DSAEK

Occasionally, either through disease or injury, the cornea isdamaged to a point where light can no longer effectively pass through it, resulting in reduced vision. When indicated by an ophthalmologist, a corneal transplant procedure may be performed which replaces the damaged cornea with a clear donor cornea.

WHAT IS DSAEK?

DSAEK (Descemet’s Stripping Automated Endothelial Keratoplasty) is a corneal transplant technique where the unhealthy, diseased, posterior portion of a patient’s cornea is removed and replaced with healthy donor tissue. Unlike conventional corneal transplant surgery known as penetrating keratoplasty (PKP), the DSAEK procedure utilizes a much smaller surgical incision and requires no corneal sutures. Patients enjoy more rapid visual recovery with the DSAEK in comparison to PRK.

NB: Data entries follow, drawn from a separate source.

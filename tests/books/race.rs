//! A record that disappears between the existence check and the write.

use bookstore::handlers;
use bookstore::microsvc::{HandlerError, Request, Service};
use bookstore::{
    BookRecord, DeleteOutcome, Document, DocumentStore, DocumentsExt, InMemoryStore, StoreError,
    Stored, UpdateOutcome,
};

/// Answers reads normally but finds nothing to touch on write, as if a
/// concurrent delete landed just before.
struct Vanishing(InMemoryStore);

impl DocumentStore for Vanishing {
    fn ensure_collection<D: Document>(&self) -> Result<(), StoreError> {
        self.0.ensure_collection::<D>()
    }

    fn find_by_id<D: Document>(&self, id: &str) -> Result<Option<Stored<D>>, StoreError> {
        self.0.find_by_id(id)
    }

    fn find_all<D: Document>(&self) -> Result<Vec<Stored<D>>, StoreError> {
        self.0.find_all()
    }

    fn insert<D: Document>(&self, document: &D) -> Result<Stored<D>, StoreError> {
        self.0.insert(document)
    }

    fn update_by_id<D: Document>(
        &self,
        _id: &str,
        _document: &D,
    ) -> Result<UpdateOutcome, StoreError> {
        Ok(UpdateOutcome {
            matched_count: 0,
            modified_count: 0,
        })
    }

    fn delete_by_id<D: Document>(&self, _id: &str) -> Result<DeleteOutcome, StoreError> {
        Ok(DeleteOutcome { deleted_count: 0 })
    }
}

fn vanishing_service() -> Service<Vanishing> {
    let store = InMemoryStore::new();
    store
        .documents::<BookRecord>()
        .insert(&BookRecord::new("b1", "T", "A"))
        .unwrap();

    bookstore::register_handlers!(
        Service::new(Vanishing(store)),
        handlers::books_update,
        handlers::books_delete,
    )
}

#[test]
fn update_of_a_vanished_book_conflicts() {
    let service = vanishing_service();
    let err = service
        .dispatch(
            "books.update",
            Request::new()
                .with_param("id", "b1")
                .with_body(serde_json::json!({ "title": "T2", "author": "A" })),
        )
        .unwrap_err();

    assert!(matches!(err, HandlerError::Conflict(_)));
    assert_eq!(err.status_code(), 409);
}

#[test]
fn delete_of_a_vanished_book_is_not_found() {
    let service = vanishing_service();
    let err = service
        .dispatch("books.delete", Request::new().with_param("id", "b1"))
        .unwrap_err();

    assert!(matches!(err, HandlerError::NotFound(_)));
    assert_eq!(err.status_code(), 404);
}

INDICATIONS CORNEAL TRANSPLANT SURGERY UTILIZING THE DSAEK TECHNIQUE:

The human cornea is composed of multiple layers, the outer or epithelial layer, the middle or stromal layer (which comprises about 90% of the total corneal thickness), and the inner or endothelial layer.  The endothelial layer is composed of a single layer of thousands of small pump cells.  These endothelial pump cells are responsible for pumping fluid out of the cornea so it can remain clear and thin and provide good vision for the eye.  If the pump cells should become dysfunctional, damaged, or destroyed, the corneal fills up with fluid and becomes swollen and cloudy, and causes blurry vision.
 
The endothelial cells can be lost due to aging, from inherited diseases (such as Fuchs’ Corneal Dystrophy), from trauma, or from previous intraocular surgery.  If a critical number of endothelial cells are lost, and the cornea becomes swollen and cloudy, medical therapy is usually not helpful and a corneal transplant operation is indicated.  The remainder of the corneal layers, the stroma and the outer epithelium, are usually healthy.  A large number of patients requiring corneal transplant surgery have these sorts of problems where only the endothelial cells have been or injured or lost.
 
ADVANTAGES AND DISADVANTAGES OF DSAEK TECHNIQUE

There are several significant advantages to the DSAEK operation compared to the standard corneal transplant operation.  The operation is faster than traditional corneal transplantation.  The wound is smaller and closer in size and location to a cataract surgery incision.  The smaller wound is more stable and less likely to break open from inadvertent trauma.  Because the wound is smaller and requires far fewer sutures, there is very little postoperative astigmatism which can delay the visual recovery.  The maximum return in vision takes only about 3 to 4 months following DSAEK.  Since only the thin inner layer of the cornea is replaced, over 90% of the patient’s own cornea remains behind contributing to greater structural integrity and a reduced incidence of rejection.

POST-OPERATIVE CARE
 
Patients should understand the importance of the post-operative period.  During the surgery, an air bubble will be placed in the eye to assist with the adherence of the transplant to the host cornea.  For this reason, for the first 48 hours after surgery while the air bubble is still present in the eye, patients will be required to lay supine (flat on their back) to assist with graft adherence.  It is also crucial that patients to do not rub or touch their eye, as eye rubbing or touching the eye could cause transplant dislocation.  If the transplant does become dislocated, rebubbling and repositioning of the transplant will be required, either in the office or in the operating room.
 
DSAEK is not for everyone.  Some patients with corneal scarring or other conditions are not suitable candidates for DSAEK.  There are risks involved with the DSAEK operation.  Since corneal specialists have only been performing DSAEK for the past 2 to 3 years, there is no long-term follow-up.   There is a risk of the thin button of endothelium becoming displaced within the first few days or weeks after surgery and requiring a return trip to the operating room to reposition it.  If the DSAEK operation fails, the operation can be repeated with another button of donor endothelium.  If the DSAEK fails, either after one or multiple attempts, a traditional corneal transplant operation can be performed.